As described above, according to the indirect heating type heat exchange boiler according to the present invention, the heating portion A and the first heat exchanger portion 3 are located at one corner of the upper and lower portions in the inner water chamber 2 of the boiler body 1, respectively. It is installed eccentrically to face in the radial direction, so that convective circulation of the primary heated water is performed smoothly, and thus high temperature indirect heated water can be obtained, and the hermetic flange 4 and the open flange (1) in the first heat exchanger (3). 7) are interchangeably attached to each other, so that the cold water and hot water can be changed in and out of the pipe, making the piping work easier, and the table chamber 11 is installed on the side walls of the upper and lower pipes 10 and 10 '. In addition, since the arc-shaped second heat exchanger 9 is installed to increase the heat recovery rate, heat transfer efficiency is increased, thereby preventing energy loss as much as possible.

Claims (2)

In an indirect heating type heat exchange boiler in which an internal chamber 2 of a boiler body 1 is provided with a combustion chamber 8 and an associative and heat exchanger are arranged in a water chamber 2 around the combustion chamber 8, respectively.

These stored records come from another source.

// Copyright 2019-2026 ChainSafe Systems
// SPDX-License-Identifier: Apache-2.0, MIT

//! Row types of every table the indexer writes.
//!
//! Each row struct is declared once through [`define_tables!`], which derives the table
//! descriptor (column names and types, primary key) from the struct fields so the schema and
//! the insert statements can never drift apart.

use chrono::{DateTime, Utc};
use num_bigint::BigInt;
use serde::Serialize;

use super::report::{GapStatus, ReportStatus};
use super::{Column, ColumnValue, Row, Table, Value};
use crate::shim::econ::TokenAmount;

macro_rules! define_tables {
    ($(
        $(#[$meta:meta])*
        $row:ident => $table:ident($name:literal)
            primary_key($($pk:ident),+ $(,)?)
            partitioned($partitioned:literal)
        {
            $($(#[$fmeta:meta])* $field:ident: $ty:ty),+ $(,)?
        }
    )+) => {
        $(
            $(#[$meta])*
            #[derive(Debug, Clone, PartialEq, Serialize)]
            pub struct $row {
                $($(#[$fmeta])* pub $field: $ty),+
            }

            pub const $table: Table = Table {
                name: $name,
                columns: &[$(Column {
                    name: stringify!($field),
                    kind: <$ty as ColumnValue>::KIND,
                }),+],
                primary_key: &[$(stringify!($pk)),+],
                partitioned: $partitioned,
            };

            impl Row for $row {
                const TABLE: &'static Table = &$table;

                fn into_values(self) -> Vec<Value> {
                    vec![$(ColumnValue::into_value(self.$field)),+]
                }
            }
        )+

        /// Every table, in creation order.
        pub const ALL_TABLES: &[&Table] = &[$(&$table),+];
    };
}

define_tables! {
    BlockHeaderRow => BLOCK_HEADERS("block_headers")
        primary_key(height, cid)
        partitioned(true)
    {
        height: i64,
        cid: String,
        miner: String,
        parent_weight: BigInt,
        parent_state_root: String,
        parent_base_fee: TokenAmount,
        timestamp: i64,
        win_count: Option<i64>,
        fork_signaling: i64,
    }

    BlockParentRow => BLOCK_PARENTS("block_parents")
        primary_key(height, block, parent)
        partitioned(true)
    {
        height: i64,
        block: String,
        parent: String,
    }

    DrandBlockEntryRow => DRAND_BLOCK_ENTRIES("drand_block_entries")
        primary_key(round, block)
        partitioned(false)
    {
        round: i64,
        block: String,
    }

    MessageRow => MESSAGES("messages")
        primary_key(height, cid)
        partitioned(true)
    {
        height: i64,
        cid: String,
        from: String,
        to: String,
        value: TokenAmount,
        gas_fee_cap: TokenAmount,
        gas_premium: TokenAmount,
        gas_limit: i64,
        size_bytes: i64,
        nonce: i64,
        method: i64,
    }

    BlockMessageRow => BLOCK_MESSAGES("block_messages")
        primary_key(height, block, message)
        partitioned(true)
    {
        height: i64,
        block: String,
        message: String,
    }

    ReceiptRow => RECEIPTS("receipts")
        primary_key(height, message, state_root)
        partitioned(true)
    {
        height: i64,
        message: String,
        state_root: String,
        idx: i64,
        exit_code: i64,
        gas_used: i64,
        events_root: Option<String>,
    }

    ParsedMessageRow => PARSED_MESSAGES("parsed_messages")
        primary_key(height, cid)
        partitioned(true)
    {
        height: i64,
        cid: String,
        from: String,
        to: String,
        value: TokenAmount,
        method: String,
        params: Option<serde_json::Value>,
    }

    MessageGasEconomyRow => MESSAGE_GAS_ECONOMY("message_gas_economy")
        primary_key(height, state_root)
        partitioned(true)
    {
        height: i64,
        state_root: String,
        gas_limit_total: TokenAmount,
        gas_limit_unique_total: TokenAmount,
        base_fee: TokenAmount,
        base_fee_change_log: f64,
        gas_fill_ratio: f64,
        gas_capacity_ratio: f64,
        gas_waste_ratio: f64,
    }

    DerivedGasOutputsRow => DERIVED_GAS_OUTPUTS("derived_gas_outputs")
        primary_key(height, cid, state_root)
        partitioned(true)
    {
        height: i64,
        cid: String,
        state_root: String,
        from: String,
        to: String,
        value: TokenAmount,
        gas_fee_cap: TokenAmount,
        gas_premium: TokenAmount,
        gas_limit: i64,
        size_bytes: i64,
        nonce: i64,
        method: i64,
        actor_name: String,
        actor_family: String,
        exit_code: i64,
        gas_used: i64,
        parent_base_fee: TokenAmount,
        base_fee_burn: TokenAmount,
        over_estimation_burn: TokenAmount,
        miner_penalty: TokenAmount,
        miner_tip: TokenAmount,
        refund: TokenAmount,
        gas_refund: i64,
        gas_burned: i64,
    }

    /// One row per epoch. Null rounds have no `tipset`.
    ChainConsensusRow => CHAIN_CONSENSUS("chain_consensus")
        primary_key(height, parent_state_root)
        partitioned(true)
    {
        height: i64,
        parent_state_root: String,
        parent_tipset: String,
        tipset: Option<String>,
    }

    ActorRow => ACTORS("actors")
        primary_key(height, id, state_root)
        partitioned(true)
    {
        height: i64,
        id: String,
        code: String,
        head: String,
        nonce: i64,
        balance: TokenAmount,
        state_root: String,
    }

    ActorStateRow => ACTOR_STATES("actor_states")
        primary_key(height, head, code)
        partitioned(true)
    {
        height: i64,
        head: String,
        code: String,
        state: serde_json::Value,
    }

    /// Internal sub-calls found in execution traces.
    VmMessageRow => VM_MESSAGES("vm_messages")
        primary_key(height, state_root, cid, source, index)
        partitioned(true)
    {
        height: i64,
        state_root: String,
        cid: String,
        source: String,
        index: i64,
        parent_index: Option<i64>,
        from: String,
        to: String,
        value: TokenAmount,
        method: i64,
        actor_code: Option<String>,
        exit_code: i64,
        gas_limit: i64,
        params: Option<String>,
        returns: Option<String>,
    }

    ActorEventRow => ACTOR_EVENTS("actor_events")
        primary_key(height, state_root, message_cid, event_index, entry_index)
        partitioned(true)
    {
        height: i64,
        state_root: String,
        message_cid: String,
        event_index: i64,
        entry_index: i64,
        emitter: String,
        flags: i64,
        codec: i64,
        key: String,
        value: String,
    }

    FevmTraceRow => FEVM_TRACES("fevm_traces")
        primary_key(height, state_root, message_cid, index)
        partitioned(true)
    {
        height: i64,
        state_root: String,
        message_cid: String,
        index: i64,
        from: String,
        to: String,
        value: TokenAmount,
        method: i64,
        parsed_method: Option<String>,
        from_actor_code: Option<String>,
        to_actor_code: Option<String>,
        exit_code: i64,
        params: Option<String>,
        returns: Option<String>,
    }

    PeerAgentRow => PEER_AGENTS("peer_agents")
        primary_key(surveyer_peer_id, observed_at, raw_agent)
        partitioned(false)
    {
        surveyer_peer_id: String,
        observed_at: DateTime<Utc>,
        raw_agent: String,
        normalized_agent: String,
        count: i64,
    }

    /// The report ledger. One row per `(height, state_root, task)`; later reports replace
    /// earlier ones.
    ProcessingReportRow => PROCESSING_REPORTS("processing_reports")
        primary_key(height, state_root, task)
        partitioned(false)
    {
        height: i64,
        state_root: String,
        reporter: String,
        task: String,
        started_at: DateTime<Utc>,
        completed_at: DateTime<Utc>,
        status: ReportStatus,
        status_information: Option<String>,
        errors_detected: Option<serde_json::Value>,
    }

    GapReportRow => GAP_REPORTS("gap_reports")
        primary_key(height, task)
        partitioned(false)
    {
        height: i64,
        task: String,
        status: GapStatus,
        reporter: String,
        reported_at: DateTime<Utc>,
    }
}

/// Looks up a table descriptor by name.
pub fn table(name: &str) -> Option<&'static Table> {
    ALL_TABLES.iter().copied().find(|t| t.name == name)
}

#[cfg(test)]
mod tests {
    use super::*;
    use crate::model::ColumnType;

    #[test]
    fn primary_keys_are_columns() {
        for table in ALL_TABLES {
            for pk in table.primary_key {
                assert!(
                    table.column(pk).is_some(),
                    "{}: primary key column {pk} is not a column",
                    table.name
                );
            }
            if table.partitioned {
                assert!(table.primary_key.contains(&"height"), "{}", table.name);
            }
        }
    }

    #[test]
    fn descriptors_follow_field_types() {
        let receipts = table("receipts").unwrap();
        assert_eq!(receipts.column("exit_code").unwrap().kind, ColumnType::BigInt);
        assert_eq!(receipts.column("events_root").unwrap().kind, ColumnType::Text);
        assert_eq!(
            BLOCK_HEADERS.column("parent_base_fee").unwrap().kind,
            ColumnType::Numeric
        );
        assert!(table("no_such_table").is_none());
    }

    #[test]
    fn values_are_in_column_order() {
        let row = BlockParentRow {
            height: 3,
            block: "b".into(),
            parent: "p".into(),
        };
        assert_eq!(
            row.into_values(),
            vec![
                Value::Int(Some(3)),
                Value::Text(Some("b".into())),
                Value::Text(Some("p".into()))
            ]
        );
        assert_eq!(BLOCK_PARENTS.columns.len(), 3);
    }
}
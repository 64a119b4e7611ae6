// Copyright 2019-2026 ChainSafe Systems
// SPDX-License-Identifier: Apache-2.0, MIT

use serde::{Deserialize, Serialize};

use crate::lotus_json::{base64_bytes, nullable_vec};

#[derive(Clone, Debug, Default, PartialEq, Eq, Serialize, Deserialize)]
#[serde(rename_all = "PascalCase")]
pub struct EventEntry {
    pub flags: u64,
    pub key: String,
    pub codec: u64,
    #[serde(with = "base64_bytes", default)]
    pub value: Vec<u8>,
}

/// An event emitted by an actor during message execution, as stored under a receipt's events
/// root.
#[derive(Clone, Debug, Default, PartialEq, Eq, Serialize, Deserialize)]
#[serde(rename_all = "PascalCase")]
pub struct ActorEvent {
    /// ID of the emitting actor.
    pub emitter: u64,
    #[serde(with = "nullable_vec", default)]
    pub entries: Vec<EventEntry>,
}
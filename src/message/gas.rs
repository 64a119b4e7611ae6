// Copyright 2019-2026 ChainSafe Systems
// SPDX-License-Identifier: Apache-2.0, MIT

use num_bigint::BigInt;
use serde::{Deserialize, Serialize};

use crate::shim::econ::TokenAmount;

const GAS_OVERUSE_NUM: i64 = 11;
const GAS_OVERUSE_DENOM: i64 = 10;

/// How the gas paid for a message was distributed.
#[derive(Clone, Debug, Default, PartialEq, Eq, Serialize, Deserialize)]
#[serde(rename_all = "PascalCase")]
pub struct GasOutputs {
    pub base_fee_burn: TokenAmount,
    pub over_estimation_burn: TokenAmount,
    pub miner_penalty: TokenAmount,
    pub miner_tip: TokenAmount,
    pub refund: TokenAmount,
    pub gas_refund: i64,
    pub gas_burned: i64,
}

/// Splits unused gas into the refunded part and the part burned as an over-estimation penalty.
fn compute_gas_overestimation_burn(gas_used: i64, gas_limit: i64) -> (i64, i64) {
    if gas_used == 0 {
        return (0, gas_limit);
    }
    let mut over = gas_limit - (GAS_OVERUSE_NUM * gas_used) / GAS_OVERUSE_DENOM;
    if over < 0 {
        return (gas_limit - gas_used, 0);
    }
    if over > gas_used {
        over = gas_used;
    }
    let burn = BigInt::from(gas_limit - gas_used) * BigInt::from(over) / BigInt::from(gas_used);
    let burn = i64::try_from(burn).unwrap_or(gas_limit - gas_used);
    (gas_limit - gas_used - burn, burn)
}

/// Computes the gas outputs of a message given the base fee it was executed under.
pub fn compute_gas_outputs(
    gas_used: i64,
    gas_limit: i64,
    base_fee: &TokenAmount,
    fee_cap: &TokenAmount,
    gas_premium: &TokenAmount,
    charge_network_fee: bool,
) -> GasOutputs {
    let mut out = GasOutputs::default();
    let mut base_fee_to_pay = base_fee;
    if base_fee > fee_cap {
        base_fee_to_pay = fee_cap;
        out.miner_penalty = (base_fee - fee_cap) * gas_used;
    }
    if charge_network_fee {
        out.base_fee_burn = base_fee_to_pay * gas_used;
    }
    out.miner_tip = gas_premium * gas_limit;
    if &(base_fee_to_pay + gas_premium) > fee_cap {
        out.miner_tip = (fee_cap - base_fee_to_pay) * gas_limit;
    }

    (out.gas_refund, out.gas_burned) = compute_gas_overestimation_burn(gas_used, gas_limit);
    if out.gas_burned != 0 {
        out.over_estimation_burn = base_fee_to_pay * out.gas_burned;
        out.miner_penalty += &((base_fee - base_fee_to_pay) * out.gas_burned);
    }

    let required_funds = fee_cap * gas_limit;
    out.refund = required_funds - out.base_fee_burn.clone() - out.miner_tip.clone()
        - out.over_estimation_burn.clone();
    out
}

#[cfg(test)]
mod tests {
    use super::*;
    use rstest::rstest;

    #[rstest]
    #[case(0, 1000, (0, 1000))]
    #[case(1000, 1000, (0, 0))]
    #[case(1000, 1100, (100, 0))]
    #[case(100, 1000, (0, 900))]
    #[case(500, 1000, (50, 450))]
    fn overestimation_burn(#[case] used: i64, #[case] limit: i64, #[case] expected: (i64, i64)) {
        assert_eq!(compute_gas_overestimation_burn(used, limit), expected);
    }

    #[test]
    fn outputs_balance_with_required_funds() {
        let base_fee = TokenAmount::from(100);
        let fee_cap = TokenAmount::from(150);
        let premium = TokenAmount::from(10);
        let out = compute_gas_outputs(500, 1000, &base_fee, &fee_cap, &premium, true);
        assert_eq!(out.base_fee_burn, TokenAmount::from(50_000));
        assert_eq!(out.miner_tip, TokenAmount::from(10_000));
        assert_eq!(out.gas_burned, 450);
        assert_eq!(out.over_estimation_burn, TokenAmount::from(45_000));
        assert!(out.miner_penalty.is_zero());
        let total = out.base_fee_burn.clone()
            + out.miner_tip.clone()
            + out.over_estimation_burn.clone()
            + out.refund.clone();
        assert_eq!(total, TokenAmount::from(150_000));
    }

    #[test]
    fn fee_cap_below_base_fee_penalises_miner() {
        let base_fee = TokenAmount::from(200);
        let fee_cap = TokenAmount::from(150);
        let premium = TokenAmount::from(10);
        let out = compute_gas_outputs(1000, 1000, &base_fee, &fee_cap, &premium, true);
        assert_eq!(out.miner_penalty, TokenAmount::from(50_000));
        assert_eq!(out.base_fee_burn, TokenAmount::from(150_000));
        assert!(out.miner_tip.is_zero());
        assert!(out.refund.is_zero());
    }
}
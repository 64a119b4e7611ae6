// Copyright 2019-2026 ChainSafe Systems
// SPDX-License-Identifier: Apache-2.0, MIT

use std::{
    fmt,
    ops::{Add, AddAssign, Mul, Sub},
    str::FromStr,
};

use bigdecimal::BigDecimal;
use num_bigint::BigInt;
use num_traits::{Signed as _, Zero as _};
use serde::{Deserialize, Serialize};

/// Number of atto units in one whole token.
pub const ATTO_PER_TOKEN: u64 = 1_000_000_000_000_000_000;

/// An amount of tokens, in atto units.
///
/// Serialized as a decimal string, which is how the node encodes big
/// integers over JSON.
#[derive(Debug, Clone, Default, PartialEq, Eq, Hash, PartialOrd, Ord)]
pub struct TokenAmount(BigInt);

impl TokenAmount {
    pub fn zero() -> Self {
        Self(BigInt::zero())
    }

    pub fn from_atto(atto: impl Into<BigInt>) -> Self {
        Self(atto.into())
    }

    pub fn from_whole(tokens: i64) -> Self {
        Self(BigInt::from(tokens) * BigInt::from(ATTO_PER_TOKEN))
    }

    pub fn atto(&self) -> &BigInt {
        &self.0
    }

    pub fn is_zero(&self) -> bool {
        self.0.is_zero()
    }

    pub fn is_negative(&self) -> bool {
        self.0.is_negative()
    }

    /// Integer division that truncates towards zero.
    pub fn div_floor(&self, rhs: i64) -> Self {
        Self(&self.0 / BigInt::from(rhs))
    }

    /// Lossless conversion for `NUMERIC` columns.
    pub fn to_decimal(&self) -> BigDecimal {
        BigDecimal::new(self.0.clone(), 0)
    }
}

impl fmt::Display for TokenAmount {
    fn fmt(&self, f: &mut fmt::Formatter<'_>) -> fmt::Result {
        self.0.fmt(f)
    }
}

impl FromStr for TokenAmount {
    type Err = num_bigint::ParseBigIntError;

    fn from_str(s: &str) -> Result<Self, Self::Err> {
        s.parse().map(Self)
    }
}

impl Serialize for TokenAmount {
    fn serialize<S: serde::Serializer>(&self, serializer: S) -> Result<S::Ok, S::Error> {
        serializer.collect_str(&self.0)
    }
}

impl<'de> Deserialize<'de> for TokenAmount {
    fn deserialize<D: serde::Deserializer<'de>>(deserializer: D) -> Result<Self, D::Error> {
        let s = String::deserialize(deserializer)?;
        s.parse().map_err(serde::de::Error::custom)
    }
}

impl From<i64> for TokenAmount {
    fn from(value: i64) -> Self {
        Self(value.into())
    }
}

impl From<BigInt> for TokenAmount {
    fn from(value: BigInt) -> Self {
        Self(value)
    }
}

impl Add for &TokenAmount {
    type Output = TokenAmount;

    fn add(self, rhs: Self) -> TokenAmount {
        TokenAmount(&self.0 + &rhs.0)
    }
}

impl Add for TokenAmount {
    type Output = TokenAmount;

    fn add(self, rhs: Self) -> TokenAmount {
        TokenAmount(self.0 + rhs.0)
    }
}

impl AddAssign<&TokenAmount> for TokenAmount {
    fn add_assign(&mut self, rhs: &TokenAmount) {
        self.0 += &rhs.0;
    }
}

impl Sub for &TokenAmount {
    type Output = TokenAmount;

    fn sub(self, rhs: Self) -> TokenAmount {
        TokenAmount(&self.0 - &rhs.0)
    }
}

impl Sub for TokenAmount {
    type Output = TokenAmount;

    fn sub(self, rhs: Self) -> TokenAmount {
        TokenAmount(self.0 - rhs.0)
    }
}

impl Mul<i64> for &TokenAmount {
    type Output = TokenAmount;

    fn mul(self, rhs: i64) -> TokenAmount {
        TokenAmount(&self.0 * BigInt::from(rhs))
    }
}

impl Mul<i64> for TokenAmount {
    type Output = TokenAmount;

    fn mul(self, rhs: i64) -> TokenAmount {
        TokenAmount(self.0 * BigInt::from(rhs))
    }
}

#[cfg(test)]
mod tests {
    use super::*;

    #[test]
    fn json_is_a_decimal_string() {
        let amount = TokenAmount::from_whole(2);
        let json = serde_json::to_string(&amount).unwrap();
        assert_eq!(json, "\"2000000000000000000\"");
        assert_eq!(serde_json::from_str::<TokenAmount>(&json).unwrap(), amount);
    }

    #[test]
    fn arithmetic() {
        let a = TokenAmount::from(10);
        let b = TokenAmount::from(4);
        assert_eq!(&a - &b, TokenAmount::from(6));
        assert_eq!(&a + &b, TokenAmount::from(14));
        assert_eq!(&a * 3, TokenAmount::from(30));
        assert_eq!(a.div_floor(3), TokenAmount::from(3));
        assert!((&b - &a).is_negative());
    }

    #[test]
    fn decimal_conversion() {
        let amount: TokenAmount = "123456789012345678901234567890".parse().unwrap();
        assert_eq!(
            amount.to_decimal().to_string(),
            "123456789012345678901234567890"
        );
    }
}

At the bottom of the water chamber (2) where the primary heated water is heated, a heating unit (A) consisting of upper and lower pipes (10, 10 ') is arranged so as to be deflected to one side, and the heating unit (2) is located above the water chamber (2). An indirect heating type heat exchange boiler, characterized in that a first heat exchanger (3) which is heated while passing through a second heating water at a position opposite to V) is extended in the longitudinal direction of the boiler body (1). The indirect heating type heat exchange boiler according to claim 1, wherein an arc-shaped second heat exchanger (9) is arranged below the vertical portion of the first heat exchanger (3).